Donde la Constitución es más problema que solución, cambiémosla

Por Pascual Tamburri, 14 de marzo de 2014.

La anexión abertzale tiene una puerta abierta. Navarra no es Crimea, pero la Constitución permite el Anchluss que ETA pide. Mariano Rajoy tiene una promesa que cumplir… si el PSOE quiere.

Está de moda, al menos desde el 11-M, opinar en público que la Constitución de 1978 no es parte de nuestros problemas políticos sino “una parte necesaria de la solución”. Muchas veces repetida con pocas variantes, la frase se ha multiplicado desde que la casta política corrupta es vista como el mayor problema por los españoles. Buscando soluciones, nos invitan a que lo hagamos en, con y por la Constitución. ¿Y qué hacemos donde la misma Constitución es el centro del debate y de la división política?

Estamos acostumbrados a una política elemental, Rajoy vs Rubalcaba, centro vs izquierda, en una apariencia de división que seguramente ya no sirve en ninguna región pero que desde luego en Navarra nunca ha servido. Simplemente porque las cuestiones sobre la mesa son más y porque, por tanto, las líneas de fractura son distintas. Decía el otro día por aquí Adolfo Lefort que “cabe la posibilidad de que los partidos y grupos favorables a la anexión de Navarra al País Vasco tengan la mayoría suficiente y puedan plantear la disposición transitoria cuarta de la Constitución”. Y es un hecho que va a seguir marcando la política provincial.

El hecho más cercano es que, sin atreverse a una moción de censura, el Parlamento de Navarra ha pedido el adelanto electoral con los 27 votos de Bildu, Aralar, Izquierda Unida, Geroa Bai… y el PSN PSOE. Y puede ocurrir que, sean cuando sean las elecciones (Rubalcaba ha querido dejar la decisión a Yolanda Barcina… porque le conviene a él), haya una mayoría suficiente para abrir la puerta de anexión al País Vasco que los Padres de la Constitución quisieron dejar abierta en 1978.

El hecho remoto es precisamente ése. Un caso único en España, la disposición transitoria cuarta crea un mecanismo por el cual Navarra puede incorporarse a la Comunidad Autónoma Vasca, y en cambio nunca podría salir de ella si hubiese entrado. Ninguna otra región de España tiene sobre sí una hipoteca similar. Menos aún irreversible. Por eso, desde el principio de este régimen, en Navarra no sólo hay izquierdas y centros (derechas, abiertamente, menos), y tampoco todo es separatistas vs españolistas. Ya en el debate de 1977 y 1978 muchos navarros anti abertzales fueron también contrarios a esta vertiente de la Constitución, porque la identidad española de Navarra se ponía en peligro sólo por una componenda de pasillos entre políticos.
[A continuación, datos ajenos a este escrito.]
//! Error types for forwarding and request routing.

use std::time::Duration;

use proxless_scale::ScaleError;
use proxless_state::StateError;
use thiserror::Error;

/// Result type alias for a single forward attempt.
pub type ForwardResult<T> = Result<T, ForwardError>;

/// Transport-level failure delivering a request to a backend.
#[derive(Debug, Error)]
pub enum ForwardError {
    #[error("cannot connect to {origin}: {reason}")]
    Connect { origin: String, reason: String },

    #[error("request to {origin} failed: {reason}")]
    Request { origin: String, reason: String },

    #[error("reading response body from {origin} failed: {reason}")]
    Body { origin: String, reason: String },

    #[error("request to {origin} timed out after {timeout:?}")]
    Timeout { origin: String, timeout: Duration },
}

/// Result type alias for request routing.
pub type ProxyResult<T> = Result<T, ProxyError>;

/// Why a request could not be delivered.
#[derive(Debug, Error)]
pub enum ProxyError {
    #[error("domain {0} not found")]
    DomainNotFound(String),

    #[error(transparent)]
    Forward(#[from] ForwardError),

    #[error(transparent)]
    Scale(#[from] ScaleError),

    #[error(transparent)]
    State(#[from] StateError),

    #[error("backend of route {route_id} not ready after {timeout:?}")]
    ReadinessTimeout { route_id: String, timeout: Duration },

    #[error("reading request body failed: {0}")]
    RequestBody(String),
}

/// Render an error with its source chain, `outer: inner: ...`.
pub(crate) fn error_chain(err: &dyn std::error::Error) -> String {
    let mut out = err.to_string();
    let mut source = err.source();
    while let Some(inner) = source {
        out.push_str(": ");
        out.push_str(&inner.to_string());
        source = inner.source();
    }
    out
}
Por eso hubo una Alianza Foral Navarra, integrada luego en Alianza Popular, frente a la mendicante UCD, y por eso luego se fundó UPN.

Cuando se refundó el PP navarro en 2008 Mariano Rajoy tuvo las sonrisas de la inmensa mayoría de los presentes pero también algunas significativas malas caras cuando prometió lo que los españolistas navarros llevaban treinta años esperando: la derogación de la transitoria cuarta, la modificación constitucional para impedir que una coyuntura política crítica –como ésta- permita la entrega de Navarra. En la campaña electoral de 2011 Rajoy renovó ante Barcina (y con algunas miradas de pocos amigos aquí y allá también) ese compromiso de reforma.

La Constitución, tal y como está, no une a los navarros. No une ni siquiera a los navarros españolistas, que lo son mucho antes de ser constitucionalistas si es que lo son. No es solución a nada sino causa de más división y problemas. Ahora que se habla tanto de consenso y de la necesidad de pactos conviene acordarse de esto: de que Rubalcaba ha impedido un paso hacia Euskadi que su delegación foral sí quería dar, y de que Rajoy tiene un compromiso con su propio PP navarro y con UPN de cambiar esa parte de la Constitución.

Los dos pueden cumplir uniéndose para derogar la Transitoria, una disposición que sólo ha servido para complicar más la vida política navarra durante décadas y para generar más división. De aquí a las siguientes elecciones regionales, que Barcina convocará cuando quiera, es decir agotando la legislatura en 2015, tienen tiempo para hacerlo. Los socialistas mejorarán su imagen dentro y fuera de Navarra, los populares cumplirán una promesa, que no está mal, y los navarros en general dejarán de ser un objetivo accesible a los abertzales, sean cuales sean los pactos y resultados de los comicios. Y además no cuesta ni dinero ni votos, para decirlo de modo que se entienda tanto en Ferraz como en Génova.

Pascual Tamburri Bariain
El Semanal Digital, 14 de marzo de 2014, sección “Ruta Norte”.